Your objective
Scan the records beneath this line for the line holding "pub mod errors;" and the line holding "pub async fn health(&self)", then transcribe exactly those two and all lines between.

(Collected data)
▬▬▬▬▬▬

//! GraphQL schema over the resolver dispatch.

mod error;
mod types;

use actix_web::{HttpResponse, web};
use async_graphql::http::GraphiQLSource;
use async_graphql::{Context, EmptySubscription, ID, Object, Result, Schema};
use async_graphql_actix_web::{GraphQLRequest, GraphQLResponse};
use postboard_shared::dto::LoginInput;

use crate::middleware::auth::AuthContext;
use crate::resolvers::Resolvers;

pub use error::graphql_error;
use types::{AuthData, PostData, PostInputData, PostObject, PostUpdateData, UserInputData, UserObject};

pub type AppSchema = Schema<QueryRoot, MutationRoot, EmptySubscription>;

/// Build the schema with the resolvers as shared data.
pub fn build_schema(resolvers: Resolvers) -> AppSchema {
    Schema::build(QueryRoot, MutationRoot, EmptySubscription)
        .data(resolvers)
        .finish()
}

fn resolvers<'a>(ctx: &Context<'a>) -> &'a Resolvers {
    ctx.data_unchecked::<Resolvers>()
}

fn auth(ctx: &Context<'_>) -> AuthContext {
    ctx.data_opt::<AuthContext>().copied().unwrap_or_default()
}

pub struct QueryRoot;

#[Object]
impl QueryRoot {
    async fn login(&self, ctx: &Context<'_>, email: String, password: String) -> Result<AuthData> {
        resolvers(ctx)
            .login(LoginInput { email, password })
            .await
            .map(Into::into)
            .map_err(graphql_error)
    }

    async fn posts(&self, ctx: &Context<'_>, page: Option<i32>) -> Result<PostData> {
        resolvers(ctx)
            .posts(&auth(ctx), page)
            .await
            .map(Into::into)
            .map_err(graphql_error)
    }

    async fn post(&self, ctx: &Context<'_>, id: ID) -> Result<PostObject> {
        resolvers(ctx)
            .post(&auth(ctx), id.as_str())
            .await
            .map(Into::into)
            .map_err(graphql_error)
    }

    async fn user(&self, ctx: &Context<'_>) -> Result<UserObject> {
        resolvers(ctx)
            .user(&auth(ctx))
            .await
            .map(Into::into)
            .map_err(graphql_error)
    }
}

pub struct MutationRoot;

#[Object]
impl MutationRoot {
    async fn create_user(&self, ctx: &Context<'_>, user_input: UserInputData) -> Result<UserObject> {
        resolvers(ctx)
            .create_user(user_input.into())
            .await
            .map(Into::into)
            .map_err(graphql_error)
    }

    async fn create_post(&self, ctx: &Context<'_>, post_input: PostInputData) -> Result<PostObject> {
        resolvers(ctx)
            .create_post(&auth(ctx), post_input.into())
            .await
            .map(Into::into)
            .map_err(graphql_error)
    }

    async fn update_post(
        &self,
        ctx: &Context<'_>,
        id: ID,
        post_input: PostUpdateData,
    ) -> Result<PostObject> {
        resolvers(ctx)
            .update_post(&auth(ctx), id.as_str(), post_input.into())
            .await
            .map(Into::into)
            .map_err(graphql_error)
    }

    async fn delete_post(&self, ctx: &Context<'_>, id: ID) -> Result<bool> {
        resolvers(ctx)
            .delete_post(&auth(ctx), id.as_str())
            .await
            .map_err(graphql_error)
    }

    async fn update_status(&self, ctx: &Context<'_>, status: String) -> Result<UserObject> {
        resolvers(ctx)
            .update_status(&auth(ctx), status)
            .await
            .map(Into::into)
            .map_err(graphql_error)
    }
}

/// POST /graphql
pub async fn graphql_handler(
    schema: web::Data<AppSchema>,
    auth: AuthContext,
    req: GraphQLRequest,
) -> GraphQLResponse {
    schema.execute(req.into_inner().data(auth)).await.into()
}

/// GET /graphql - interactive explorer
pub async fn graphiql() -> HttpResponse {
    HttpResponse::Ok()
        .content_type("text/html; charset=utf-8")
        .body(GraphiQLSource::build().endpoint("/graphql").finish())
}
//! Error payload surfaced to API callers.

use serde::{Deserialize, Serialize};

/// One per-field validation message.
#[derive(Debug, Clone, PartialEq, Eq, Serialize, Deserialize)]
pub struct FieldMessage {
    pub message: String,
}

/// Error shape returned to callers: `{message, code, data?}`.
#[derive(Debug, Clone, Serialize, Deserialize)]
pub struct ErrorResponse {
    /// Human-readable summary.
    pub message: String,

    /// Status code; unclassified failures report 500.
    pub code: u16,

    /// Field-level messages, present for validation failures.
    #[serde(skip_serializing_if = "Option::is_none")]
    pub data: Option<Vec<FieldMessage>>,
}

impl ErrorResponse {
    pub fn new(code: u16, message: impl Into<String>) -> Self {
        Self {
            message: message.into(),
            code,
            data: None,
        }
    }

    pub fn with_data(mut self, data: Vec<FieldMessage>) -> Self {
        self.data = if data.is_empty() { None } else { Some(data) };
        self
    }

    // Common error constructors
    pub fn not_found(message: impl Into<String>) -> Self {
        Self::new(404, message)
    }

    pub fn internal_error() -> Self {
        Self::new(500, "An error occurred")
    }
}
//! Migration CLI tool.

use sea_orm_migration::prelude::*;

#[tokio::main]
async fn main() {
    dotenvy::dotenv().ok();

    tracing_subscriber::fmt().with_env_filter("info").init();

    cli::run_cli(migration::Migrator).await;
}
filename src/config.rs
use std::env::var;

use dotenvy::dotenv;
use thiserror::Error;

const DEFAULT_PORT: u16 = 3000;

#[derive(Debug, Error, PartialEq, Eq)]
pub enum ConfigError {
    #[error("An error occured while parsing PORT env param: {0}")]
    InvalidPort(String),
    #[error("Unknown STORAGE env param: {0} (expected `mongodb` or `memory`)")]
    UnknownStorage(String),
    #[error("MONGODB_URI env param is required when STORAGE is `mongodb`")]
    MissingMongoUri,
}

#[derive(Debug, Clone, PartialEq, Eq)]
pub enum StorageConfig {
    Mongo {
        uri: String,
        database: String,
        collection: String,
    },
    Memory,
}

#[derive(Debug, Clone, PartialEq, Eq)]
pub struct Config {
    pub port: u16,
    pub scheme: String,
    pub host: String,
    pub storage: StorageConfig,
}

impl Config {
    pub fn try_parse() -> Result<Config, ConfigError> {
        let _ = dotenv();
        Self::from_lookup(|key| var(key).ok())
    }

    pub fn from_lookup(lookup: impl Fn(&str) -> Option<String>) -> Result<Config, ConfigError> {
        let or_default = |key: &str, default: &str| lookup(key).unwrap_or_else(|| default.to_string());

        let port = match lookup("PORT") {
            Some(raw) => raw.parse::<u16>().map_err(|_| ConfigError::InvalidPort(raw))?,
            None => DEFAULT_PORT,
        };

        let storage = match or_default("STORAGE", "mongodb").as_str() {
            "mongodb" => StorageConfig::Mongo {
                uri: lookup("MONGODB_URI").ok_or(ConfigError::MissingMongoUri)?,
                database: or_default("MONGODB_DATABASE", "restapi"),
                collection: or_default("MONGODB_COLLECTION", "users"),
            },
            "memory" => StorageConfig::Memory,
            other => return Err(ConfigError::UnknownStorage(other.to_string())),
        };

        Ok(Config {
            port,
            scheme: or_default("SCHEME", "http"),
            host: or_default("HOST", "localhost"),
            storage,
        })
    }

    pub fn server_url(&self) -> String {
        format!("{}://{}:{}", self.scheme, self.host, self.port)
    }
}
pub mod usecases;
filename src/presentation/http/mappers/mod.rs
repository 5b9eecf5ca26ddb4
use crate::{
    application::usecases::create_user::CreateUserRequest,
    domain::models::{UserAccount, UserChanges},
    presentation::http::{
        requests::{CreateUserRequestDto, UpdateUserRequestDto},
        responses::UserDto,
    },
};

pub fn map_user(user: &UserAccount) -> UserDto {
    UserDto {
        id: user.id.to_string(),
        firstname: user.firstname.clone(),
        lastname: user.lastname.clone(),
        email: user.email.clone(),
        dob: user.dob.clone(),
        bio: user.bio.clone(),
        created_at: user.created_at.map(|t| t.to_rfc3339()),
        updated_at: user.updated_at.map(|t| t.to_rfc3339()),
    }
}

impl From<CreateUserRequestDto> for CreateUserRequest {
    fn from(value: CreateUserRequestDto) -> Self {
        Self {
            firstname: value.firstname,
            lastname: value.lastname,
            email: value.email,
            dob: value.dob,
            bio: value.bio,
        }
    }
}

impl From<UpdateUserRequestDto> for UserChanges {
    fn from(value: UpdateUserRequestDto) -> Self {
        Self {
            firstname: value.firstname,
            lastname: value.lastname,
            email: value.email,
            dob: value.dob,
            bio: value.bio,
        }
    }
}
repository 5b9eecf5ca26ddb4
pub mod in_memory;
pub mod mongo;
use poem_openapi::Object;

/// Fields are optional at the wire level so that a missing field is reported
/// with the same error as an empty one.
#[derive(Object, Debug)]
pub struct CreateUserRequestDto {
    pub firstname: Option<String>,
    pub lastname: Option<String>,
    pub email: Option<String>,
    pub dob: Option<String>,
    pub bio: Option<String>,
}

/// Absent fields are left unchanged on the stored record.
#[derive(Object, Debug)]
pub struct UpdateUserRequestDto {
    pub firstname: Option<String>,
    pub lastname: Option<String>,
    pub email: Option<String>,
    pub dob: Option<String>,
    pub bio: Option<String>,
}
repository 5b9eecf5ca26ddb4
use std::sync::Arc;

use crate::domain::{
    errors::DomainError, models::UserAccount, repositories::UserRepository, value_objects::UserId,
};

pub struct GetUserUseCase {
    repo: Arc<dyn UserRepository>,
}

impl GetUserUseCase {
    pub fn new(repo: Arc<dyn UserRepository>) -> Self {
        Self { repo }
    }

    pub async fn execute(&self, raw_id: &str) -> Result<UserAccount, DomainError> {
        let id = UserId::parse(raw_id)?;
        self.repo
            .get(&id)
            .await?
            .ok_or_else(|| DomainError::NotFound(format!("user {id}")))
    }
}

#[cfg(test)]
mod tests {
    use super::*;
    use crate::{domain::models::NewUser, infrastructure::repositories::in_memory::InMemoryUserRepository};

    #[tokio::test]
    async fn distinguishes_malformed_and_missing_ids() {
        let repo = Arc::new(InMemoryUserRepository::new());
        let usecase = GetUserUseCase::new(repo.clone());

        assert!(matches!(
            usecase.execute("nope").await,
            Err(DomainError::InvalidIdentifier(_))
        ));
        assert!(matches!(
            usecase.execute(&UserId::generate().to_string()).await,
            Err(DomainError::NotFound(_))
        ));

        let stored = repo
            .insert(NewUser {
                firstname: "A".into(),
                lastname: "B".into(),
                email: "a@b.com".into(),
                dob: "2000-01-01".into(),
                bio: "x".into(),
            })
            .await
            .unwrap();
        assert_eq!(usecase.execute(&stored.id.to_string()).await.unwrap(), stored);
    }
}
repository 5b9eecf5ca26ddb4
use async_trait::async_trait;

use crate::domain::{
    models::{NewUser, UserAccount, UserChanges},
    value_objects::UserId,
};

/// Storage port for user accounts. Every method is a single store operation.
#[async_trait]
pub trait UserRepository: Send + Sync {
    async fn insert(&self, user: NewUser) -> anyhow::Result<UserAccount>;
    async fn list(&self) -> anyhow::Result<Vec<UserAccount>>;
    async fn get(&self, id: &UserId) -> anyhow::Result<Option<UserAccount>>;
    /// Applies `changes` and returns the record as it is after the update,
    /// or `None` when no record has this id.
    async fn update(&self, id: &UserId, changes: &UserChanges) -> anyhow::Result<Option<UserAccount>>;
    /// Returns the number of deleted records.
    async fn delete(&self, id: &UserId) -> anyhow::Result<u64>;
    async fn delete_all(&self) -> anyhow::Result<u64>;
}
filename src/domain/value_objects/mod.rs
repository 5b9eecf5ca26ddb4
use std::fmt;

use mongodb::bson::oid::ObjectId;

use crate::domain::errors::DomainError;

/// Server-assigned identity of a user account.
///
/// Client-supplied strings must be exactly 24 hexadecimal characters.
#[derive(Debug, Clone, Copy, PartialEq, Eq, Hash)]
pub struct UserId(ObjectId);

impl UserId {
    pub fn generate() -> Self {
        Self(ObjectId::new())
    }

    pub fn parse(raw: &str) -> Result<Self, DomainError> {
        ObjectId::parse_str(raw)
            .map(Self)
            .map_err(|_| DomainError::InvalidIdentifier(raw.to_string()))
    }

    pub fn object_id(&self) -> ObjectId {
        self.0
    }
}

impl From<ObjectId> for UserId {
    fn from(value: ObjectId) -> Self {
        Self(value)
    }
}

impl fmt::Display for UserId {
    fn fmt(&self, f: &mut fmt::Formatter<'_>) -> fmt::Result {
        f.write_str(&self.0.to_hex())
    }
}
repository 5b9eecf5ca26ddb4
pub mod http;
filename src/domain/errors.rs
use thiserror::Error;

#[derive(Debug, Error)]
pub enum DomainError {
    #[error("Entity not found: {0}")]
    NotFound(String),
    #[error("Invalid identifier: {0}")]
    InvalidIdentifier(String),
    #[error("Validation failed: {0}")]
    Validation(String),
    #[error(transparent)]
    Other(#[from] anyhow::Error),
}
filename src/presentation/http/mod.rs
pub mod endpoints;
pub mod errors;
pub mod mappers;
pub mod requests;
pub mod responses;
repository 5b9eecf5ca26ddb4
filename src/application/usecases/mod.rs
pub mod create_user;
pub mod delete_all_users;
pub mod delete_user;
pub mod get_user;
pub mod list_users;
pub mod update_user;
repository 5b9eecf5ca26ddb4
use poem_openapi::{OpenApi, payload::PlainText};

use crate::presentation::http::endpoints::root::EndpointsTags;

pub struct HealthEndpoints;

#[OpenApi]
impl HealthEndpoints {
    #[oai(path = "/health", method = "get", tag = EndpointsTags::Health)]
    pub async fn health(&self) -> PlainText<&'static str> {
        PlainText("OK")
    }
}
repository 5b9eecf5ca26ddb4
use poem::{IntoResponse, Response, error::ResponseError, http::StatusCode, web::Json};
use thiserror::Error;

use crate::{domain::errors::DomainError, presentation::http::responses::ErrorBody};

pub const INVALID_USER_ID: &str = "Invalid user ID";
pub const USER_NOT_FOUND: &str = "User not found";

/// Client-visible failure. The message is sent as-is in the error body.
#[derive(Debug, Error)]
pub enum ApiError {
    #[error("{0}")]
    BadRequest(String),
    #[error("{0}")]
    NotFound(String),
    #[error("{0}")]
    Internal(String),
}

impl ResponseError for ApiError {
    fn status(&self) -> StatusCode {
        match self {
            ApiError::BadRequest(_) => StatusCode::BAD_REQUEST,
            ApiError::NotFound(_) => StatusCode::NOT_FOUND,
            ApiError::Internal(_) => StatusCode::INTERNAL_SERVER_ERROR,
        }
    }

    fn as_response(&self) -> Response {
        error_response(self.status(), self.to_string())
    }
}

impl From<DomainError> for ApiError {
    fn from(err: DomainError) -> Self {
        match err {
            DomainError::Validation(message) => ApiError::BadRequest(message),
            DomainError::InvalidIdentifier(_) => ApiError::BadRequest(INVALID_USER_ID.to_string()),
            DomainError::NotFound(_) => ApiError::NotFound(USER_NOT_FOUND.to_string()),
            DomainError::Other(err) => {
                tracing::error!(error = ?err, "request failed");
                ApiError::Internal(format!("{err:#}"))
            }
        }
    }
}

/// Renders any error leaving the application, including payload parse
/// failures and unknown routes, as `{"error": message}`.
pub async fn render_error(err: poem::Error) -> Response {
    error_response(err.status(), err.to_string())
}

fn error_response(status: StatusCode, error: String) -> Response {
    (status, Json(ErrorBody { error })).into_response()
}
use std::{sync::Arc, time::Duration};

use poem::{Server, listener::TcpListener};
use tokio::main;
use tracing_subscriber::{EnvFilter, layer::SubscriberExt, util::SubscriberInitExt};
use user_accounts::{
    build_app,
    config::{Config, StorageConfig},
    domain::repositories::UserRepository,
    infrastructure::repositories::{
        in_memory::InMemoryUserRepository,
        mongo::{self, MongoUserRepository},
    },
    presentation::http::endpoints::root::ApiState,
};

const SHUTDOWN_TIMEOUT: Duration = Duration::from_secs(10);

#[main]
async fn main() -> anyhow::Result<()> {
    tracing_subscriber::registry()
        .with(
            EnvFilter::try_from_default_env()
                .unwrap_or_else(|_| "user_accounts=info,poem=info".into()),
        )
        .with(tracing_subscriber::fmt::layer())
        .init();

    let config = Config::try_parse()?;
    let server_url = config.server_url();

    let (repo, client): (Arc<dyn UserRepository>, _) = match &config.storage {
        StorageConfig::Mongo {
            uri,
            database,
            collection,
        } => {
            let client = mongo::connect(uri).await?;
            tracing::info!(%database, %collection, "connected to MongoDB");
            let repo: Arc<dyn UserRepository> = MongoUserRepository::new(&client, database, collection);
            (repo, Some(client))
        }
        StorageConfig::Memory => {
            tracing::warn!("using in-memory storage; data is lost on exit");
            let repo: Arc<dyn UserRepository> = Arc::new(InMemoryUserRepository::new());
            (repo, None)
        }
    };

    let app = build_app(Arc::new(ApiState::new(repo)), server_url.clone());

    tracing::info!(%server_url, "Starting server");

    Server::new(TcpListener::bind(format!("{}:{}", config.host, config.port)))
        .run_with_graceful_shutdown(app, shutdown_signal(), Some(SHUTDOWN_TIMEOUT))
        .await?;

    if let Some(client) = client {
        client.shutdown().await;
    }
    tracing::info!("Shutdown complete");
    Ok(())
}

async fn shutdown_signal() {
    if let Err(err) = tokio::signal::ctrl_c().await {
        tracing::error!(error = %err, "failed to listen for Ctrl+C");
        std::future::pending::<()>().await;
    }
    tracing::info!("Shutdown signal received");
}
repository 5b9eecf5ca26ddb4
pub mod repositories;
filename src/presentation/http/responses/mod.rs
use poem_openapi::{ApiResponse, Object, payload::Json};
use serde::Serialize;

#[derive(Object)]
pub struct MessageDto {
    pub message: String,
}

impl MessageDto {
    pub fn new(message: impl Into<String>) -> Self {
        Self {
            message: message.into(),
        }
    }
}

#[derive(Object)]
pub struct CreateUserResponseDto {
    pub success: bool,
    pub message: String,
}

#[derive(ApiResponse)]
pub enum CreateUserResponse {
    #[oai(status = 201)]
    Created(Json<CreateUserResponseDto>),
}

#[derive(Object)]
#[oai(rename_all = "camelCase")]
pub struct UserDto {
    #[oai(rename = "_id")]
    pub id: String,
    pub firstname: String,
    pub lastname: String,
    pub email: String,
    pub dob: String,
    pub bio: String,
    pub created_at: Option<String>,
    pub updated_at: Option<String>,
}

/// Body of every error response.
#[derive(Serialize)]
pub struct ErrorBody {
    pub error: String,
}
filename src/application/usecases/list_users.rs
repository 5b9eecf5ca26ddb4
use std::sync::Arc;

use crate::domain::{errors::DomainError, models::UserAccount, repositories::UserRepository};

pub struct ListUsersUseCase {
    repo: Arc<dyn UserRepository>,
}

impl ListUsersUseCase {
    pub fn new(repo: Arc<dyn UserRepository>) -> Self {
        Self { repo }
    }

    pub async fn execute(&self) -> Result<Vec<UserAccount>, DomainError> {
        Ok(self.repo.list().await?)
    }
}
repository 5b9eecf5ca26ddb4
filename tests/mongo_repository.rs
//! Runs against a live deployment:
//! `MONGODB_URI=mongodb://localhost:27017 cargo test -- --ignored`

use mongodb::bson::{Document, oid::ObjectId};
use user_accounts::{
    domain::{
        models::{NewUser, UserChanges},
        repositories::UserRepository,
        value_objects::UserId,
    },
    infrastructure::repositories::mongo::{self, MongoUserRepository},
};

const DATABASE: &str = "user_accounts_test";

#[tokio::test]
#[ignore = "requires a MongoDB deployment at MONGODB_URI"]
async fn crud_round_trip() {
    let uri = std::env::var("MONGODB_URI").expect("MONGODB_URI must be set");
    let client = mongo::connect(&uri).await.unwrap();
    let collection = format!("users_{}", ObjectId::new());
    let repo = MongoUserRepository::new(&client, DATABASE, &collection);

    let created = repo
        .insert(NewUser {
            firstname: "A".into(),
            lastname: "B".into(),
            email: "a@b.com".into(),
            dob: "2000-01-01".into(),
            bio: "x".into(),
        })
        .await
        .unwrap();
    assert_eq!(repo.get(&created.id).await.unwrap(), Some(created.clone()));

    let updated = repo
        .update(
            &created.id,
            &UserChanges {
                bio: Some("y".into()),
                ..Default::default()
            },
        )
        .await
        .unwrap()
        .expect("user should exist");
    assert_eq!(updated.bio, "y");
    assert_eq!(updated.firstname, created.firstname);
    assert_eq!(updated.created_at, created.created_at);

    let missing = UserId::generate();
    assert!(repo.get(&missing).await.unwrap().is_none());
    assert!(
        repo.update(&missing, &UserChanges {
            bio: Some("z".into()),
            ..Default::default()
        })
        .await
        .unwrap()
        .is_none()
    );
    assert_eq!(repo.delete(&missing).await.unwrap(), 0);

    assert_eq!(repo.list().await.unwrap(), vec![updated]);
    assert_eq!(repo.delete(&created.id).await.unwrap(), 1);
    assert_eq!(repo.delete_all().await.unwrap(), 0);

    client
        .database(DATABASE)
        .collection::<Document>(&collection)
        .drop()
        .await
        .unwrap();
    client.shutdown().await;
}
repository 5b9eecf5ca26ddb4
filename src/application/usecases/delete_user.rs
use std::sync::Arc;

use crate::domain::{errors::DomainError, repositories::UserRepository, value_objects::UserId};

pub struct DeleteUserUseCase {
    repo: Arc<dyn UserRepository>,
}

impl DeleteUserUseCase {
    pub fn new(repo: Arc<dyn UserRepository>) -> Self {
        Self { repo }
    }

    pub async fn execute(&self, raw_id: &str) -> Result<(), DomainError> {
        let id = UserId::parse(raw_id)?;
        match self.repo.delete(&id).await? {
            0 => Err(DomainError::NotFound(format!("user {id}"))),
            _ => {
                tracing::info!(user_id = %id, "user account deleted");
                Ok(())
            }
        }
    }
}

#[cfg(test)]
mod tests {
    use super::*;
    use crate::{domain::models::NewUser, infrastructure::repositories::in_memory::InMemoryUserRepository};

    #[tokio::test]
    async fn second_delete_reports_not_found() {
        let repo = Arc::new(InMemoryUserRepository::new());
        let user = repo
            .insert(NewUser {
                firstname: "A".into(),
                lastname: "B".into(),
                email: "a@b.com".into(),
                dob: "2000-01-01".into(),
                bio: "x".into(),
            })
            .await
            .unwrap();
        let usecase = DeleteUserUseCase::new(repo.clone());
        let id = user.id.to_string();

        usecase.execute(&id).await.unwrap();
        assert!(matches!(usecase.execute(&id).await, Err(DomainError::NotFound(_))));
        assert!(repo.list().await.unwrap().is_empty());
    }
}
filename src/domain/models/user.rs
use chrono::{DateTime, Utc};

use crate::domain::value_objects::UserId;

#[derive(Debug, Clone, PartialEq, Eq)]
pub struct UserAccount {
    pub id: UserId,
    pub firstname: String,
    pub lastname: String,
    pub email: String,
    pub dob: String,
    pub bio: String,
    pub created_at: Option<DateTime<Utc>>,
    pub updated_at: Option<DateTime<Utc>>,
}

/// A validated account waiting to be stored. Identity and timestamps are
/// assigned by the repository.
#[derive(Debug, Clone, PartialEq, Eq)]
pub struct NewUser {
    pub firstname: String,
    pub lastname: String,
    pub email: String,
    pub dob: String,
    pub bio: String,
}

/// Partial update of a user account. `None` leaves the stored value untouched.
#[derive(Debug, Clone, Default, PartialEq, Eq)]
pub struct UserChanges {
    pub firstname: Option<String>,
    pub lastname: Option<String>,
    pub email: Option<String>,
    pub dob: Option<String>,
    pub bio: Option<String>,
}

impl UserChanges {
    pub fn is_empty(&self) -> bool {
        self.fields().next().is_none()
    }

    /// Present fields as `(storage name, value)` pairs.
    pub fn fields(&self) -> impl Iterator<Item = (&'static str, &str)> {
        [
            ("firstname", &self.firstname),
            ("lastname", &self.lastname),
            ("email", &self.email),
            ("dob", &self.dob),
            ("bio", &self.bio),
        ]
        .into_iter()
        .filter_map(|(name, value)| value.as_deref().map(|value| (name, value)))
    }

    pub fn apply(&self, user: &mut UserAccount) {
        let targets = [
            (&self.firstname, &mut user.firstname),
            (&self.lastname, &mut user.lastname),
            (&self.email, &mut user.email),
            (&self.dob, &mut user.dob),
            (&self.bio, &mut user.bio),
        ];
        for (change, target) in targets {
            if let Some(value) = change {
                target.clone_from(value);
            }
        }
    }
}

▬▬▬▬▬▬

Answer to this task
pub mod errors;
pub mod mappers;
pub mod requests;
pub mod responses;
repository 5b9eecf5ca26ddb4
filename src/application/usecases/mod.rs
pub mod create_user;
pub mod delete_all_users;
pub mod delete_user;
pub mod get_user;
pub mod list_users;
pub mod update_user;
repository 5b9eecf5ca26ddb4
use poem_openapi::{OpenApi, payload::PlainText};

use crate::presentation::http::endpoints::root::EndpointsTags;

pub struct HealthEndpoints;

#[OpenApi]
impl HealthEndpoints {
    #[oai(path = "/health", method = "get", tag = EndpointsTags::Health)]
    pub async fn health(&self) -> PlainText<&'static str> {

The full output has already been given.